*** Data records Section Begins ***
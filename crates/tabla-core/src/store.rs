//! In-memory cache of the catalogue and every fetched schedule.
//!
//! The store exclusively owns all [`Channel`] and [`Schedule`] records;
//! callers get clones.  Every read-modify-write sequence takes a single
//! lock, so a schedule and its cached-ness can never be observed
//! half-updated — a channel either has its schedule or it does not.

use indexmap::IndexMap;
use tokio::sync::RwLock;

use crate::model::{Catalogue, Channel, Schedule};

/// One catalogue row: the immutable channel plus its optionally cached
/// schedule.  The `Option` *is* the cached flag.
#[derive(Debug, Clone)]
struct Entry {
    channel: Channel,
    schedule: Option<Schedule>,
}

#[derive(Debug, Default)]
pub struct CacheStore {
    inner: RwLock<IndexMap<String, Vec<Entry>>>,
}

impl CacheStore {
    pub fn new() -> Self {
        Self::default()
    }

    /// Swap the whole category → channel mapping in one step.  Schedules
    /// cached under the previous catalogue are discarded with it.
    pub async fn replace_catalogue(&self, catalogue: Catalogue) {
        let mapped = catalogue
            .into_iter()
            .map(|(category, channels)| {
                let entries = channels
                    .into_iter()
                    .map(|channel| Entry {
                        channel,
                        schedule: None,
                    })
                    .collect();
                (category, entries)
            })
            .collect();
        *self.inner.write().await = mapped;
    }

    /// Store a freshly fetched schedule on the matching channel, marking it
    /// cached.  The previous schedule, if any, is replaced wholesale.
    /// Returns false when the channel is not in the catalogue (it may have
    /// been swapped out while the fetch was in flight).
    pub async fn set_schedule(&self, channel_id: &str, schedule: Schedule) -> bool {
        let mut inner = self.inner.write().await;
        for entries in inner.values_mut() {
            if let Some(entry) = entries.iter_mut().find(|e| e.channel.id == channel_id) {
                entry.schedule = Some(schedule);
                return true;
            }
        }
        false
    }

    /// Whether a schedule has been fetched for this channel.  False until
    /// the first successful fetch completes, true from then on.
    pub async fn is_schedule_cached(&self, channel_id: &str) -> bool {
        self.inner
            .read()
            .await
            .values()
            .flatten()
            .any(|e| e.channel.id == channel_id && e.schedule.is_some())
    }

    pub async fn schedule(&self, channel_id: &str) -> Option<Schedule> {
        self.inner
            .read()
            .await
            .values()
            .flatten()
            .find(|e| e.channel.id == channel_id)
            .and_then(|e| e.schedule.clone())
    }

    pub async fn channel(&self, channel_id: &str) -> Option<Channel> {
        self.inner
            .read()
            .await
            .values()
            .flatten()
            .find(|e| e.channel.id == channel_id)
            .map(|e| e.channel.clone())
    }

    /// Look a channel up by id or (case-insensitive) name.
    pub async fn find_channel(&self, key: &str) -> Option<Channel> {
        self.inner
            .read()
            .await
            .values()
            .flatten()
            .find(|e| e.channel.id == key || e.channel.name.eq_ignore_ascii_case(key))
            .map(|e| e.channel.clone())
    }

    /// All channels, flattened in catalogue order.
    pub async fn all_channels(&self) -> Vec<Channel> {
        self.inner
            .read()
            .await
            .values()
            .flatten()
            .map(|e| e.channel.clone())
            .collect()
    }

    /// The channels that currently have a cached schedule — the sweep set.
    pub async fn cached_channels(&self) -> Vec<Channel> {
        self.inner
            .read()
            .await
            .values()
            .flatten()
            .filter(|e| e.schedule.is_some())
            .map(|e| e.channel.clone())
            .collect()
    }

    /// Clone of the category → channel mapping, without schedules.
    pub async fn catalogue_snapshot(&self) -> Catalogue {
        self.inner
            .read()
            .await
            .iter()
            .map(|(category, entries)| {
                let channels = entries.iter().map(|e| e.channel.clone()).collect();
                (category.clone(), channels)
            })
            .collect()
    }

    pub async fn is_empty(&self) -> bool {
        self.inner.read().await.is_empty()
    }
}

#[cfg(test)]
mod tests {
    use super::*;
    use crate::model::group_by_category;

    fn channel(id: &str, name: &str, category: &str) -> Channel {
        Channel {
            id: id.to_string(),
            name: name.to_string(),
            category: category.to_string(),
            tagline: String::new(),
            image_url: String::new(),
        }
    }

    fn sample_catalogue() -> Catalogue {
        group_by_category(vec![
            channel("132", "P1", "Rikskanal"),
            channel("164", "P2", "Rikskanal"),
            channel("211", "P4 Norrbotten", "Lokal kanal"),
        ])
    }

    #[tokio::test]
    async fn schedule_is_uncached_until_set_then_cached() {
        let store = CacheStore::new();
        store.replace_catalogue(sample_catalogue()).await;

        assert!(!store.is_schedule_cached("132").await);
        assert!(store.schedule("132").await.is_none());

        assert!(store.set_schedule("132", Vec::new()).await);
        assert!(store.is_schedule_cached("132").await);
        assert!(store.schedule("132").await.is_some());
        assert!(!store.is_schedule_cached("164").await);
    }

    #[tokio::test]
    async fn set_schedule_on_unknown_channel_is_rejected() {
        let store = CacheStore::new();
        store.replace_catalogue(sample_catalogue()).await;
        assert!(!store.set_schedule("999", Vec::new()).await);
        assert!(!store.is_schedule_cached("999").await);
    }

    #[tokio::test]
    async fn replacing_the_catalogue_discards_cached_schedules() {
        let store = CacheStore::new();
        store.replace_catalogue(sample_catalogue()).await;
        store.set_schedule("132", Vec::new()).await;

        store.replace_catalogue(sample_catalogue()).await;
        assert!(!store.is_schedule_cached("132").await);
        assert_eq!(store.all_channels().await.len(), 3);
    }

    #[tokio::test]
    async fn cached_channels_is_exactly_the_sweep_set() {
        let store = CacheStore::new();
        store.replace_catalogue(sample_catalogue()).await;
        store.set_schedule("164", Vec::new()).await;
        store.set_schedule("211", Vec::new()).await;

        let cached: Vec<String> = store
            .cached_channels()
            .await
            .into_iter()
            .map(|c| c.id)
            .collect();
        assert_eq!(cached, ["164", "211"]);
    }

    #[tokio::test]
    async fn snapshot_preserves_category_order() {
        let store = CacheStore::new();
        store.replace_catalogue(sample_catalogue()).await;
        let snapshot = store.catalogue_snapshot().await;
        let order: Vec<&String> = snapshot.keys().collect();
        assert_eq!(order, ["Rikskanal", "Lokal kanal"]);
    }

    #[tokio::test]
    async fn find_channel_matches_id_and_name() {
        let store = CacheStore::new();
        store.replace_catalogue(sample_catalogue()).await;
        assert_eq!(store.find_channel("132").await.unwrap().name, "P1");
        assert_eq!(store.find_channel("p2").await.unwrap().id, "164");
        assert!(store.find_channel("nope").await.is_none());
    }
}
*** Data records Section Ends ***
From the data above, extract every line in its exact form.

Written answer:
filename crates/tabla-core/src/store.rs
//! In-memory cache of the catalogue and every fetched schedule.
//!
//! The store exclusively owns all [`Channel`] and [`Schedule`] records;
//! callers get clones.  Every read-modify-write sequence takes a single
//! lock, so a schedule and its cached-ness can never be observed
//! half-updated — a channel either has its schedule or it does not.

use indexmap::IndexMap;
use tokio::sync::RwLock;

use crate::model::{Catalogue, Channel, Schedule};

/// One catalogue row: the immutable channel plus its optionally cached
/// schedule.  The `Option` *is* the cached flag.
#[derive(Debug, Clone)]
struct Entry {
    channel: Channel,
    schedule: Option<Schedule>,
}

#[derive(Debug, Default)]
pub struct CacheStore {
    inner: RwLock<IndexMap<String, Vec<Entry>>>,
}

impl CacheStore {
    pub fn new() -> Self {
        Self::default()
    }

    /// Swap the whole category → channel mapping in one step.  Schedules
    /// cached under the previous catalogue are discarded with it.
    pub async fn replace_catalogue(&self, catalogue: Catalogue) {
        let mapped = catalogue
            .into_iter()
            .map(|(category, channels)| {
                let entries = channels
                    .into_iter()
                    .map(|channel| Entry {
                        channel,
                        schedule: None,
                    })
                    .collect();
                (category, entries)
            })
            .collect();
        *self.inner.write().await = mapped;
    }

    /// Store a freshly fetched schedule on the matching channel, marking it
    /// cached.  The previous schedule, if any, is replaced wholesale.
    /// Returns false when the channel is not in the catalogue (it may have
    /// been swapped out while the fetch was in flight).
    pub async fn set_schedule(&self, channel_id: &str, schedule: Schedule) -> bool {
        let mut inner = self.inner.write().await;
        for entries in inner.values_mut() {
            if let Some(entry) = entries.iter_mut().find(|e| e.channel.id == channel_id) {
                entry.schedule = Some(schedule);
                return true;
            }
        }
        false
    }

    /// Whether a schedule has been fetched for this channel.  False until
    /// the first successful fetch completes, true from then on.
    pub async fn is_schedule_cached(&self, channel_id: &str) -> bool {
        self.inner
            .read()
            .await
            .values()
            .flatten()
            .any(|e| e.channel.id == channel_id && e.schedule.is_some())
    }

    pub async fn schedule(&self, channel_id: &str) -> Option<Schedule> {
        self.inner
            .read()
            .await
            .values()
            .flatten()
            .find(|e| e.channel.id == channel_id)
            .and_then(|e| e.schedule.clone())
    }

    pub async fn channel(&self, channel_id: &str) -> Option<Channel> {
        self.inner
            .read()
            .await
            .values()
            .flatten()
            .find(|e| e.channel.id == channel_id)
            .map(|e| e.channel.clone())
    }

    /// Look a channel up by id or (case-insensitive) name.
    pub async fn find_channel(&self, key: &str) -> Option<Channel> {
        self.inner
            .read()
            .await
            .values()
            .flatten()
            .find(|e| e.channel.id == key || e.channel.name.eq_ignore_ascii_case(key))
            .map(|e| e.channel.clone())
    }

    /// All channels, flattened in catalogue order.
    pub async fn all_channels(&self) -> Vec<Channel> {
        self.inner
            .read()
            .await
            .values()
            .flatten()
            .map(|e| e.channel.clone())
            .collect()
    }

    /// The channels that currently have a cached schedule — the sweep set.
    pub async fn cached_channels(&self) -> Vec<Channel> {
        self.inner
            .read()
            .await
            .values()
            .flatten()
            .filter(|e| e.schedule.is_some())
            .map(|e| e.channel.clone())
            .collect()
    }

    /// Clone of the category → channel mapping, without schedules.
    pub async fn catalogue_snapshot(&self) -> Catalogue {
        self.inner
            .read()
            .await
            .iter()
            .map(|(category, entries)| {
                let channels = entries.iter().map(|e| e.channel.clone()).collect();
                (category.clone(), channels)
            })
            .collect()
    }

    pub async fn is_empty(&self) -> bool {
        self.inner.read().await.is_empty()
    }
}

#[cfg(test)]
mod tests {
    use super::*;
    use crate::model::group_by_category;

    fn channel(id: &str, name: &str, category: &str) -> Channel {
        Channel {
            id: id.to_string(),
            name: name.to_string(),
            category: category.to_string(),
            tagline: String::new(),
            image_url: String::new(),
        }
    }

    fn sample_catalogue() -> Catalogue {
        group_by_category(vec![
            channel("132", "P1", "Rikskanal"),
            channel("164", "P2", "Rikskanal"),
            channel("211", "P4 Norrbotten", "Lokal kanal"),
        ])
    }

    #[tokio::test]
    async fn schedule_is_uncached_until_set_then_cached() {
        let store = CacheStore::new();
        store.replace_catalogue(sample_catalogue()).await;

        assert!(!store.is_schedule_cached("132").await);
        assert!(store.schedule("132").await.is_none());

        assert!(store.set_schedule("132", Vec::new()).await);
        assert!(store.is_schedule_cached("132").await);
        assert!(store.schedule("132").await.is_some());
        assert!(!store.is_schedule_cached("164").await);
    }

    #[tokio::test]
    async fn set_schedule_on_unknown_channel_is_rejected() {
        let store = CacheStore::new();
        store.replace_catalogue(sample_catalogue()).await;
        assert!(!store.set_schedule("999", Vec::new()).await);
        assert!(!store.is_schedule_cached("999").await);
    }

    #[tokio::test]
    async fn replacing_the_catalogue_discards_cached_schedules() {
        let store = CacheStore::new();
        store.replace_catalogue(sample_catalogue()).await;
        store.set_schedule("132", Vec::new()).await;

        store.replace_catalogue(sample_catalogue()).await;
        assert!(!store.is_schedule_cached("132").await);
        assert_eq!(store.all_channels().await.len(), 3);
    }

    #[tokio::test]
    async fn cached_channels_is_exactly_the_sweep_set() {
        let store = CacheStore::new();
        store.replace_catalogue(sample_catalogue()).await;
        store.set_schedule("164", Vec::new()).await;
        store.set_schedule("211", Vec::new()).await;

        let cached: Vec<String> = store
            .cached_channels()
            .await
            .into_iter()
            .map(|c| c.id)
            .collect();
        assert_eq!(cached, ["164", "211"]);
    }

    #[tokio::test]
    async fn snapshot_preserves_category_order() {
        let store = CacheStore::new();
        store.replace_catalogue(sample_catalogue()).await;
        let snapshot = store.catalogue_snapshot().await;
        let order: Vec<&String> = snapshot.keys().collect();
        assert_eq!(order, ["Rikskanal", "Lokal kanal"]);
    }

    #[tokio::test]
    async fn find_channel_matches_id_and_name() {
        let store = CacheStore::new();
        store.replace_catalogue(sample_catalogue()).await;
        assert_eq!(store.find_channel("132").await.unwrap().name, "P1");
        assert_eq!(store.find_channel("p2").await.unwrap().id, "164");
        assert!(store.find_channel("nope").await.is_none());
    }
}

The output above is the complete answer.